Radeon GPUs Are Increasingly Competing With NVIDIA GPUs On Latest RadeonSI/RADV Drivers

Written by Michael Larabel in Linux Gaming on 19 March 2018 at 03:21 PM EDT. Page 7 of 7. 69 Comments.

In the demanding Unigine Heaven benchmark, the RX Vega 64 runs in line with the GTX 1070 Ti.

And it's also that way for Unigine Valley.

RadeonSI does slightly better in its competitiveness with NVIDIA's Linux driver when it comes to the Unigine Superposition benchmark performance.

Lastly was X-Plane 11 with this flight simulator being largely CPU bound even with the Core i7 8700K but overall RadeonSI running well against NVIDIA.

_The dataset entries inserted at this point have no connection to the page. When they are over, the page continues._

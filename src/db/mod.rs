use rusqlite::Connection;
use std::path::Path;
use tokio::task;
use crate::error::{ImpactError, Result};

pub mod import;
pub mod migrate;
mod store;

pub use store::SqliteStore;

const PRAGMAS: &str = "PRAGMA journal_mode = WAL; \
     PRAGMA synchronous = NORMAL; \
     PRAGMA foreign_keys = ON; \
     PRAGMA temp_store = MEMORY; \
     PRAGMA cache_size = -16384; \
     PRAGMA busy_timeout = 5000;";

/// Database connection wrapper
pub struct Db {
    path: std::path::PathBuf,
}

impl Db {
    /// Create a new database connection manager
    pub fn new<P: AsRef<Path>>(db_path: P) -> Self {
        Self {
            path: db_path.as_ref().to_path_buf(),
        }
    }

    pub fn path(&self) -> &Path {
        &self.path
    }

    /// Open a new database connection with the service pragmas
    pub fn open_connection(&self) -> Result<Connection> {
        let conn = Connection::open(&self.path)
            .map_err(ImpactError::Database)?;

        // WAL so graph reads never block behind a delta write;
        // busy_timeout lets concurrent writers on the same tuple serialize.
        conn.execute_batch(PRAGMAS)?;

        Ok(conn)
    }

    /// Execute a closure with a database connection in a blocking task
    pub async fn with_connection<F, T>(&self, f: F) -> Result<T>
    where
        F: FnOnce(&mut Connection) -> Result<T> + Send + 'static,
        T: Send + 'static,
    {
        let path = self.path.clone();
        task::spawn_blocking(move || {
            let mut conn = Connection::open(&path)
                .map_err(ImpactError::Database)?;
            conn.execute_batch(PRAGMAS)?;
            f(&mut conn)
        })
        .await
        .map_err(|e| ImpactError::Unexpected(format!("Blocking database task failed: {}", e)))?
    }
}
//! Two-direction depth-first exploration shared by the server-side builder
//! and the client session's flag recomputation.

use std::collections::{BTreeMap, HashSet};

use crate::assets::AssetRef;
use crate::graph::{DirectionFlag, Relation};
use crate::Result;

#[derive(Debug, Clone, Copy, PartialEq, Eq)]
pub enum Direction {
    /// Follow relations where the current node is the source (impact).
    Forward,
    /// Follow relations where the current node is the target (depends on).
    Backward,
}

impl Direction {
    pub fn flag(&self) -> DirectionFlag {
        match self {
            Direction::Forward => DirectionFlag::FORWARD,
            Direction::Backward => DirectionFlag::BACKWARD,
        }
    }

    fn next<'r>(&self, relation: &'r Relation) -> &'r AssetRef {
        match self {
            Direction::Forward => &relation.target,
            Direction::Backward => &relation.source,
        }
    }
}

/// Result of exploring from a start node in both directions.
#[derive(Debug, Clone, Default)]
pub struct Exploration {
    /// Discovered nodes in first-discovery order; the start node is first.
    pub nodes: Vec<AssetRef>,
    /// Edge id -> (relation as stored, accumulated direction flag).
    pub edges: BTreeMap<String, (Relation, DirectionFlag)>,
}

impl Exploration {
    fn add_node(&mut self, seen: &mut HashSet<String>, asset: &AssetRef) {
        if seen.insert(asset.node_id()) {
            self.nodes.push(asset.clone());
        }
    }
}

/// Explore from `start` forward then backward. `neighbors` returns the
/// relations to follow from a node in the given direction.
///
/// Each direction keeps its own explored set, so a node is expanded at most
/// once per direction and cyclic relation sets terminate.
pub fn explore<F>(start: &AssetRef, mut neighbors: F) -> Result<Exploration>
where
    F: FnMut(&AssetRef, Direction) -> Result<Vec<Relation>>,
{
    let mut exploration = Exploration::default();
    let mut seen_nodes = HashSet::new();
    exploration.add_node(&mut seen_nodes, start);

    for direction in [Direction::Forward, Direction::Backward] {
        let mut explored: HashSet<String> = HashSet::new();
        let mut stack = vec![start.clone()];

        while let Some(current) = stack.pop() {
            if !explored.insert(current.node_id()) {
                continue;
            }

            for relation in neighbors(&current, direction)? {
                exploration.add_node(&mut seen_nodes, &relation.source);
                exploration.add_node(&mut seen_nodes, &relation.target);

                exploration
                    .edges
                    .entry(relation.edge_id())
                    .and_modify(|(_, flag)| *flag |= direction.flag())
                    .or_insert_with(|| (relation.clone(), direction.flag()));

                let next = direction.next(&relation);
                if !explored.contains(&next.node_id()) {
                    stack.push(next.clone());
                }
            }
        }
    }

    Ok(exploration)
}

Overall this is the best showing we have seen yet of the RADV/RadeonSI open-source Linux driver performance potential compared to the NVIDIA Linux driver stack. There still is room for improvement though as illustrated in a few cases and also with the continual feeling like "the next kernel is going to be the one" for Radeon superiority, but this year AMD is going strong and the Linux 4.17 kernel is shaping up to be quite an interesting release for AMD GPU owners with it enabling AMDGPU DC by default, WattMan-like features for Linux, the necessary bits for running ROCm/OpenCL on mainline discrete Radeon GPUs, etc. It will certainly be interesting to see what NVIDIA has coming for enhancing Linux performance and if there are any big improvements in store for coinciding with their upcoming 400 driver series. If you appreciate our daily Linux hardware benchmarking, you can show your support by joining Phoronix Premium.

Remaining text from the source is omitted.